If you have an image from the LEDE site that needs packages uninstalled to make more space, you will have to create a custom image for your needs. Uninstalling included packages doesn't free space.
opkg list-installed is the correct command…what are you trying to accomplish???
opkg list-installed lists busybox and opkg as installed by me. I have not installed opkg using opkg! I remember installing gparted, for example, so I removed it, but there are 125 packages on the result, as I could check with opkg list-installed | grep "." -c.
If you have an image from the LEDE site that needs packages uninstalled to make more space, you will have to create a custom image for your needs. Uninstalling included packages doesn’t free space.
I don't want to remove packages already present on the distro, just the ones I installed after the distro was installed.

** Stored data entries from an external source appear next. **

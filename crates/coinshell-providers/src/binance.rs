//! Binance spot REST API provider.

use async_trait::async_trait;
use coinshell_fetch::{ApiClient, url};
use coinshell_types::{Candle, Cell, CoinRef, Interval, ProviderTag, Table};
use serde::Deserialize;
use serde_json::Value;
use tokio::sync::OnceCell;
use tracing::debug;

use crate::catalog::{Catalog, CatalogEntry};
use crate::json::{millis, number};
use crate::provider::{MarketDataProvider, ReportKind, ReportOptions, SeriesRequest};
use crate::{ProviderError, ProviderResult};

/// Quote asset used when none is given.
pub const DEFAULT_QUOTE: &str = "USDT";

/// Depth limits accepted by the order book endpoint.
pub const DEPTH_LIMITS: [u32; 8] = [5, 10, 20, 50, 100, 500, 1000, 5000];

/// Maximum candles per klines request.
const MAX_KLINES: u64 = 1000;

const REPORTS: &[ReportKind] = &[ReportKind::OrderBook, ReportKind::Candles];

#[derive(Deserialize)]
struct ExchangeInfo {
    symbols: Vec<SymbolInfo>,
}

#[derive(Deserialize)]
#[serde(rename_all = "camelCase")]
struct SymbolInfo {
    symbol: String,
    status: String,
    base_asset: String,
    quote_asset: String,
}

#[derive(Deserialize)]
struct Depth {
    bids: Vec<(String, String)>,
    asks: Vec<(String, String)>,
}

/// Binance spot market data API.
#[derive(Debug)]
pub struct Binance {
    client: ApiClient,
    base_url: String,
    catalog: OnceCell<Catalog>,
}

impl Binance {
    /// Creates a provider talking to `base_url`.
    #[must_use]
    pub fn new(client: ApiClient, base_url: impl Into<String>) -> Self {
        Self {
            client,
            base_url: base_url.into(),
            catalog: OnceCell::new(),
        }
    }

    async fn load_catalog(&self) -> ProviderResult<Catalog> {
        let endpoint = url::join(&self.base_url, "/exchangeInfo");
        let info: ExchangeInfo = self.client.get_json(&endpoint, &[]).await?;
        let catalog = pairs_catalog(info);
        debug!(count = catalog.len(), "loaded Binance trading pairs");
        Ok(catalog)
    }

    async fn catalog(&self) -> ProviderResult<&Catalog> {
        self.catalog.get_or_try_init(|| self.load_catalog()).await
    }

    async fn klines(
        &self,
        pair: &str,
        interval: Interval,
        limit: u64,
    ) -> ProviderResult<Vec<Candle>> {
        let endpoint = url::join(&self.base_url, "/klines");
        let query = [
            ("symbol", pair.to_string()),
            ("interval", interval.as_str().to_string()),
            ("limit", limit.clamp(1, MAX_KLINES).to_string()),
        ];
        let doc: Value = self.client.get_json(&endpoint, &query).await?;
        parse_klines(&doc)
    }

    async fn order_book(&self, pair: &str, limit: usize) -> ProviderResult<Table> {
        let endpoint = url::join(&self.base_url, "/depth");
        let query = [
            ("symbol", pair.to_string()),
            ("limit", depth_limit(limit).to_string()),
        ];
        let depth: Depth = self.client.get_json(&endpoint, &query).await?;
        Ok(depth_table(&depth))
    }
}

/// Builds a catalog of trading pairs: id `BTCUSDT`, symbol `BTC`, name `BTC/USDT`.
fn pairs_catalog(info: ExchangeInfo) -> Catalog {
    Catalog::new(
        info.symbols
            .into_iter()
            .filter(|s| s.status == "TRADING")
            .map(|s| {
                let name = format!("{}/{}", s.base_asset, s.quote_asset);
                CatalogEntry::new(s.symbol, s.base_asset, name)
            })
            .collect(),
    )
}

/// Resolves a base asset and quote asset to a listed trading pair.
fn resolve_pair(catalog: &Catalog, base: &str, quote: &str) -> ProviderResult<CoinRef> {
    let pair = format!("{}{}", base.trim().to_uppercase(), quote.trim().to_uppercase());
    if let Some(entry) = catalog.entries().iter().find(|e| e.id == pair) {
        let quote = entry
            .name
            .split_once('/')
            .map_or(quote.to_uppercase(), |(_, q)| q.to_string());
        return Ok(CoinRef::new(&entry.id, &entry.symbol, &entry.name, ProviderTag::Binance)
            .with_quote(quote));
    }

    // Same base against other quotes first, then fuzzy matches
    let mut suggestions: Vec<String> = catalog
        .entries()
        .iter()
        .filter(|e| e.symbol.eq_ignore_ascii_case(base.trim()))
        .map(|e| e.name.clone())
        .take(5)
        .collect();
    if suggestions.is_empty() {
        suggestions = catalog
            .suggest(&pair, 5)
            .into_iter()
            .map(|e| e.name.clone())
            .collect();
    }
    Err(ProviderError::NotFound {
        identifier: format!("{}/{}", base.to_uppercase(), quote.to_uppercase()),
        provider: ProviderTag::Binance,
        suggestions,
    })
}

/// Parses klines rows (`[open_time, "open", "high", "low", "close", "volume", ...]`).
fn parse_klines(doc: &Value) -> ProviderResult<Vec<Candle>> {
    let rows = doc
        .as_array()
        .ok_or_else(|| ProviderError::Parse("Binance klines".into()))?;
    rows.iter()
        .map(|row| {
            let field = |i: usize| row.get(i).and_then(number);
            match (
                row.get(0).and_then(millis),
                field(1),
                field(2),
                field(3),
                field(4),
                field(5),
            ) {
                (Some(ts), Some(open), Some(high), Some(low), Some(close), Some(volume)) => {
                    Ok(Candle::new(ts, open, high, low, close, volume))
                }
                _ => Err(ProviderError::Parse("Binance kline row".into())),
            }
        })
        .collect()
}

/// Picks the smallest accepted depth limit covering `requested`.
fn depth_limit(requested: usize) -> u32 {
    let requested = u32::try_from(requested).unwrap_or(u32::MAX);
    DEPTH_LIMITS
        .iter()
        .copied()
        .find(|&l| l >= requested)
        .unwrap_or(DEPTH_LIMITS[DEPTH_LIMITS.len() - 1])
}

/// Flattens bids (best first) and asks (best first) with cumulative quantity.
fn depth_table(depth: &Depth) -> Table {
    let mut table = Table::new(["side", "price", "quantity", "cumulative"]);
    for (side, levels) in [("bid", &depth.bids), ("ask", &depth.asks)] {
        let mut cumulative = 0.0;
        for (price, quantity) in levels {
            let quantity = quantity.parse::<f64>().ok();
            cumulative += quantity.unwrap_or_default();
            table.push_row(vec![
                Cell::text(side),
                Cell::infer(price),
                quantity.into(),
                Cell::Float(cumulative),
            ]);
        }
    }
    table
}

/// Renders candles as a table, newest last.
fn candles_table(candles: &[Candle]) -> Table {
    let mut table = Table::new(["date", "open", "high", "low", "close", "volume"]);
    for c in candles {
        table.push_row(vec![
            c.timestamp.into(),
            c.open.into(),
            c.high.into(),
            c.low.into(),
            c.close.into(),
            c.volume.into(),
        ]);
    }
    table
}

#[async_trait]
impl MarketDataProvider for Binance {
    fn tag(&self) -> ProviderTag {
        ProviderTag::Binance
    }

    async fn resolve(&self, identifier: &str, quote: Option<&str>) -> ProviderResult<CoinRef> {
        let catalog = self.catalog().await?;
        resolve_pair(catalog, identifier, quote.unwrap_or(DEFAULT_QUOTE))
    }

    async fn fetch_series(
        &self,
        coin: &CoinRef,
        request: &SeriesRequest,
    ) -> ProviderResult<Vec<Candle>> {
        let pair = format!(
            "{}{}",
            coin.symbol().to_uppercase(),
            request.vs.to_uppercase()
        );
        let limit = request.interval.candles_in_days(request.window.days());
        let candles = self.klines(&pair, request.interval, limit).await?;
        if candles.is_empty() {
            return Err(ProviderError::Empty(pair));
        }
        Ok(candles)
    }

    fn reports(&self) -> &'static [ReportKind] {
        REPORTS
    }

    async fn report(
        &self,
        coin: &CoinRef,
        kind: ReportKind,
        options: &ReportOptions,
    ) -> ProviderResult<Table> {
        let pair = coin.pair().ok_or_else(|| {
            ProviderError::InvalidArgument(format!("{coin} is not a trading pair"))
        })?;
        match kind {
            ReportKind::OrderBook => self.order_book(&pair, options.limit).await,
            ReportKind::Candles => {
                let candles = self
                    .klines(&pair, options.interval, options.limit as u64)
                    .await?;
                Ok(candles_table(&candles))
            }
            other => Err(ProviderError::UnsupportedReport {
                provider: self.tag(),
                report: other.token().to_string(),
            }),
        }
    }
}
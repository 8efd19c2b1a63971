//! Projection of provider JSON responses into tables.
//!
//! Columns are described as `(name, pointer)` pairs, where the pointer is an
//! RFC 6901 JSON pointer into each item (e.g. `/quotes/USD/price`).

use chrono::{DateTime, Utc};
use coinshell_types::{Cell, Table};
use serde_json::Value;

use crate::{ProviderError, ProviderResult};

/// Converts a JSON value into a cell, inferring numbers and dates from strings.
#[must_use]
pub fn cell(value: &Value) -> Cell {
    match value {
        Value::String(s) => Cell::infer(s),
        other => Cell::from_json(other),
    }
}

/// Reads the value at `pointer` as a cell; missing paths become empty cells.
#[must_use]
pub fn pick(value: &Value, pointer: &str) -> Cell {
    value.pointer(pointer).map_or(Cell::Empty, cell)
}

/// Builds one row per item from `(column, pointer)` pairs.
#[must_use]
pub fn rows<L, P>(items: &[Value], columns: &[(L, P)]) -> Table
where
    L: AsRef<str>,
    P: AsRef<str>,
{
    let mut table = Table::new(columns.iter().map(|(name, _)| name.as_ref()));
    for item in items {
        table.push_row(
            columns
                .iter()
                .map(|(_, pointer)| pick(item, pointer.as_ref()))
                .collect(),
        );
    }
    table
}

/// Builds a `Metric` / `Value` table from `(label, pointer)` pairs of one object.
#[must_use]
pub fn metrics<L, P>(value: &Value, fields: &[(L, P)]) -> Table
where
    L: AsRef<str>,
    P: AsRef<str>,
{
    Table::key_value(
        fields
            .iter()
            .map(|(label, pointer)| (label.as_ref(), pick(value, pointer.as_ref()))),
    )
}

/// Returns the array at `pointer` (use `""` for the document root).
///
/// # Errors
///
/// Returns [`ProviderError::Parse`] naming `what` if the value is not an array.
pub fn array<'a>(value: &'a Value, pointer: &str, what: &str) -> ProviderResult<&'a [Value]> {
    value
        .pointer(pointer)
        .and_then(Value::as_array)
        .map(Vec::as_slice)
        .ok_or_else(|| ProviderError::Parse(what.to_string()))
}

/// Reads a number that may be encoded as a JSON number or a numeric string.
#[must_use]
pub fn number(value: &Value) -> Option<f64> {
    match value {
        Value::Number(n) => n.as_f64(),
        Value::String(s) => s.trim().parse().ok(),
        _ => None,
    }
}

/// Converts a millisecond Unix timestamp (integer or float) into a UTC time.
#[must_use]
pub fn millis(value: &Value) -> Option<DateTime<Utc>> {
    let ms = value.as_i64().or_else(|| value.as_f64().map(|f| f as i64))?;
    DateTime::from_timestamp_millis(ms)
}

/// Joins a named field of every object in an array (e.g. tag names).
#[must_use]
pub fn join_field(value: &Value, pointer: &str, field: &str) -> Cell {
    let names: Vec<&str> = value
        .pointer(pointer)
        .and_then(Value::as_array)
        .map(|items| items.iter().filter_map(|i| i.get(field)?.as_str()).collect())
        .unwrap_or_default();
    if names.is_empty() {
        Cell::Empty
    } else {
        Cell::Text(names.join(", "))
    }
}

So, I don't want a smaller LEDE package, but that my LEDE, that already had some packages installed by me, have those packages removed, to free up space on the overlay partition.
If all the stuff you need to install to get extroot working still fits into your flash, then there's no need to remove anything you installed after flashing.
There is section close to tha top of the page that describes how to list user installed packages.
#!/bin/ash
echo >&2 User-installed packages are the following:
sed -ne '/^Package:[[:blank:]]*/ {
s///
h
}
/user installed/ {
g
p
}' /usr/lib/opkg/status
Do opkg list > current-opkg-list.txt.
Backup your present install and then do fresh install and immediately opkg list > fresh-opkg-list.txt.
The difference will give you some info but not necessarily reveal which packages were installed as dependencies.